Repórter
Publicado em 1 de janeiro de 2026 às 09h08.
Início de ano e um pensamento começa a aparecer na cabeça das pessoas depois das festas: como vou pagar a fatura do cartão de crédito?
A Lei nº 14.690/2023 alterou o funcionamento do cartão de crédito no Brasil, influenciando o rotativo, os juros cobrados e as regras para renegociação de dívidas. Após anos em que atrasos em faturas pequenas se transformavam em dívidas quase impagáveis, a nova legislação estabelece um limite legal para o acúmulo dos débitos.
A medida vale tanto para clientes de bancos tradicionais quanto para usuários de instituições financeiras digitais.
A norma federal institui regras para o uso do cartão de crédito, com foco no controle do crédito rotativo e na limitação de juros e encargos. O principal objetivo é frear o crescimento descontrolado das dívidas, que contribuem significativamente para o superendividamento das famílias brasileiras.

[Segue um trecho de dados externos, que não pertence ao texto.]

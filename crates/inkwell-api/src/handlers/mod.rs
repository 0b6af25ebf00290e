//! API handlers
//!
//! Author: hephaex@gmail.com

pub mod auth;
pub mod authors;
pub mod health;
pub mod notifications;
pub mod posts;
//! Health check handlers
//!
//! Author: hephaex@gmail.com

use crate::state::AppState;
use axum::{extract::State, http::StatusCode, response::IntoResponse, Json};
use serde::{Deserialize, Serialize};
use std::sync::Arc;
use utoipa::ToSchema;

#[derive(Debug, Serialize, Deserialize, ToSchema)]
pub struct HealthResponse {
    pub status: String,
    pub version: String,
    pub uptime_seconds: u64,
    /// Requests handled since start
    pub requests_served: u64,
}

/// Liveness probe
#[utoipa::path(
    get,
    path = "/health",
    tag = "health",
    responses(
        (status = 200, description = "Service is alive", body = HealthResponse)
    )
)]
pub async fn health_check(State(state): State<Arc<AppState>>) -> impl IntoResponse {
    Json(HealthResponse {
        status: "ok".to_string(),
        version: env!("CARGO_PKG_VERSION").to_string(),
        uptime_seconds: state.uptime_secs(),
        requests_served: state.get_request_count(),
    })
}

#[derive(Debug, Serialize, Deserialize, ToSchema)]
pub struct ReadinessResponse {
    pub ready: bool,
    pub checks: ReadinessChecks,
}

#[derive(Debug, Serialize, Deserialize, ToSchema)]
pub struct ReadinessChecks {
    pub database: bool,
    pub session_store: bool,
}

/// Readiness probe - pings the record store and the session store
#[utoipa::path(
    get,
    path = "/ready",
    tag = "health",
    responses(
        (status = 200, description = "Service is ready", body = ReadinessResponse),
        (status = 503, description = "Service not ready", body = ReadinessResponse)
    )
)]
pub async fn readiness_check(State(state): State<Arc<AppState>>) -> impl IntoResponse {
    let (database, session_store) =
        tokio::join!(state.stores.users.ping(), state.sessions.ping());

    let checks = ReadinessChecks {
        database: database.is_ok(),
        session_store: session_store.is_ok(),
    };
    let ready = state.is_ready() && checks.database && checks.session_store;

    let status = if ready {
        StatusCode::OK
    } else {
        StatusCode::SERVICE_UNAVAILABLE
    };
    (status, Json(ReadinessResponse { ready, checks }))
}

Na prática, a lei determina que o valor total cobrado — incluindo juros, multas e outros encargos — não pode exceder o dobro do valor da fatura original. Por exemplo, se uma pessoa atrasar uma conta de R$ 1.000, mesmo após meses em crédito rotativo ou renegociações, o montante total jamais poderá superar R$ 2.000.

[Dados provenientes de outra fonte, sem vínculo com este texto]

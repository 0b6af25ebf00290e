//! Application state management
//!
//! Author: hephaex@gmail.com

use crate::auth::{AuthService, PromotionService, TokenService};
use crate::notifications::NotificationService;
use crate::posts::PostService;
use inkwell_core::{
    AppConfig, AuthorStore, CredentialStore, EventPublisher, MemoryEventBus, MemorySessionStore,
    MemoryStore, NotificationStore, PostStore, SessionStore,
};
use inkwell_store::{PgStore, RedisSessionStore, RedisStreamPublisher};
use std::sync::atomic::{AtomicBool, AtomicU64, Ordering};
use std::sync::Arc;
use std::time::Instant;

/// Backend handles the services are built from
#[derive(Clone)]
pub struct Stores {
    pub users: Arc<dyn CredentialStore>,
    pub authors: Arc<dyn AuthorStore>,
    pub posts: Arc<dyn PostStore>,
    pub notifications: Arc<dyn NotificationStore>,
    pub sessions: Arc<dyn SessionStore>,
    pub events: Arc<dyn EventPublisher>,
}

impl Stores {
    /// PostgreSQL records, Redis sessions and Redis stream events
    pub async fn connect(config: &AppConfig) -> inkwell_core::Result<Self> {
        let pg = Arc::new(PgStore::connect(&config.database).await?);
        let sessions = Arc::new(RedisSessionStore::connect(&config.session).await?);
        let events = Arc::new(RedisStreamPublisher::connect(&config.session, &config.events).await?);

        Ok(Self {
            users: pg.clone(),
            authors: pg.clone(),
            posts: pg.clone(),
            notifications: pg,
            sessions,
            events,
        })
    }

    /// All records in one `MemoryStore`
    pub fn memory(
        store: Arc<MemoryStore>,
        sessions: Arc<dyn SessionStore>,
        events: Arc<dyn EventPublisher>,
    ) -> Self {
        Self {
            users: store.clone(),
            authors: store.clone(),
            posts: store.clone(),
            notifications: store,
            sessions,
            events,
        }
    }

    /// Fresh in-memory backends, returning the event bus for the worker
    pub fn in_memory() -> (Self, Arc<MemoryEventBus>) {
        let bus = Arc::new(MemoryEventBus::default());
        let stores = Self::memory(
            Arc::new(MemoryStore::new()),
            Arc::new(MemorySessionStore::new()),
            bus.clone(),
        );
        (stores, bus)
    }
}

/// Application state shared across handlers
pub struct AppState {
    /// Application configuration
    pub config: AppConfig,
    /// Server start time
    pub start_time: Instant,
    /// Request counter
    pub request_count: AtomicU64,
    /// Accepting traffic; false until the listener is bound and again once shutdown starts
    pub is_ready: AtomicBool,
    pub tokens: Arc<TokenService>,
    pub stores: Stores,
    pub sessions: Arc<dyn SessionStore>,
    pub auth: AuthService,
    pub promotion: PromotionService,
    pub posts: PostService,
    pub notifications: NotificationService,
}

impl AppState {
    pub fn new(config: AppConfig, stores: Stores) -> Self {
        let tokens = Arc::new(TokenService::from_config(&config.jwt));

        Self {
            start_time: Instant::now(),
            request_count: AtomicU64::new(0),
            is_ready: AtomicBool::new(false),
            auth: AuthService::new(stores.users.clone(), stores.sessions.clone(), tokens.clone()),
            promotion: PromotionService::new(stores.users.clone(), stores.authors.clone()),
            posts: PostService::new(
                stores.authors.clone(),
                stores.posts.clone(),
                stores.events.clone(),
            ),
            notifications: NotificationService::new(stores.notifications.clone()),
            sessions: stores.sessions.clone(),
            tokens,
            stores,
            config,
        }
    }

    /// Increment request counter
    pub fn increment_requests(&self) -> u64 {
        self.request_count.fetch_add(1, Ordering::SeqCst)
    }

    pub fn get_request_count(&self) -> u64 {
        self.request_count.load(Ordering::SeqCst)
    }

    /// Get uptime in seconds
    pub fn uptime_secs(&self) -> u64 {
        self.start_time.elapsed().as_secs()
    }

    pub fn is_ready(&self) -> bool {
        self.is_ready.load(Ordering::SeqCst)
    }

    pub fn set_ready(&self, ready: bool) {
        self.is_ready.store(ready, Ordering::SeqCst);
    }
}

O principal impacto da lei é o fim da “bola de neve” no crédito rotativo: o aumento da dívida ficará limitado ao dobro do valor inicial. Esse teto se aplica tanto ao crédito rotativo quanto a parcelamentos oferecidos após o atraso, seja por bancos tradicionais ou fintechs.
Quando uma fatura entra em atraso e o cliente ainda não consegue quitá-la, o banco é obrigado a apresentar uma proposta de parcelamento com prazo definido, custo total informado e registro formal da operação — o que pode ser consultado posteriormente. Isso representa um avanço na transparência e no controle das dívidas de cartão de crédito.

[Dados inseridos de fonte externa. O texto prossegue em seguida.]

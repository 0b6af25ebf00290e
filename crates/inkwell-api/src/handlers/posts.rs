//! Blog post handlers
//!
//! Author: hephaex@gmail.com

use crate::auth::Identity;
use crate::error::{AppError, JsonBody};
use crate::posts::{CreatePostRequest, ListPostsQuery};
use crate::state::AppState;
use axum::{
    extract::{Path, Query, State},
    http::StatusCode,
    response::IntoResponse,
    Json,
};
use inkwell_core::BlogPost;
use std::sync::Arc;

/// Publish a post
///
/// Requires role `AUTHOR`.
#[utoipa::path(
    post,
    path = "/api/v1/posts",
    tag = "posts",
    request_body = CreatePostRequest,
    responses(
        (status = 201, description = "Post created", body = BlogPost),
        (status = 400, description = "Invalid title", body = crate::error::ApiError),
        (status = 401, description = "Unauthorized", body = crate::error::ApiError),
        (status = 403, description = "Caller is not an author", body = crate::error::ApiError),
    ),
    security(
        ("bearer_auth" = [])
    )
)]
pub async fn create_post(
    State(state): State<Arc<AppState>>,
    identity: Identity,
    JsonBody(request): JsonBody<CreatePostRequest>,
) -> Result<impl IntoResponse, AppError> {
    let post = state.posts.create_post(&identity, request).await?;
    Ok((StatusCode::CREATED, Json(post)))
}

/// List posts, newest first
#[utoipa::path(
    get,
    path = "/api/v1/posts",
    tag = "posts",
    params(ListPostsQuery),
    responses(
        (status = 200, description = "Posts", body = [BlogPost]),
        (status = 401, description = "Unauthorized", body = crate::error::ApiError),
    ),
    security(
        ("bearer_auth" = [])
    )
)]
pub async fn list_posts(
    State(state): State<Arc<AppState>>,
    Query(query): Query<ListPostsQuery>,
) -> Result<impl IntoResponse, AppError> {
    let posts = state.posts.list_posts(&query).await?;
    Ok(Json(posts))
}

#[utoipa::path(
    get,
    path = "/api/v1/posts/{id}",
    tag = "posts",
    params(("id" = u64, Path, description = "Post id")),
    responses(
        (status = 200, description = "Post", body = BlogPost),
        (status = 401, description = "Unauthorized", body = crate::error::ApiError),
        (status = 404, description = "Post not found", body = crate::error::ApiError),
    ),
    security(
        ("bearer_auth" = [])
    )
)]
pub async fn get_post(
    State(state): State<Arc<AppState>>,
    Path(id): Path<u64>,
) -> Result<impl IntoResponse, AppError> {
    let post = state.posts.get_post(id).await?;
    Ok(Json(post))
}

Em novembro, quem recorreu a empréstimos e financiamentos enfrentou juros altos, especialmente nas linhas mais livres, aquelas definidas pelo mercado.
A taxa média de juros do crédito livre subiu de 46,1% em outubro (dado revisado de 46,3%) para 46,7% em novembro, segundo o Banco Central (BC). Em comparação, em novembro de 2024, a taxa estava em 40,9%.
Para pessoas físicas, a taxa média chegou a 59,4% ao ano, marcando uma alta de 0,9 p.p. no mês e de 6,2 p.p. em 12 meses. Entre os produtos que mais pressionaram esse aumento estão o crédito pessoal não consignado, o cartão de crédito rotativo e o cartão parcelado.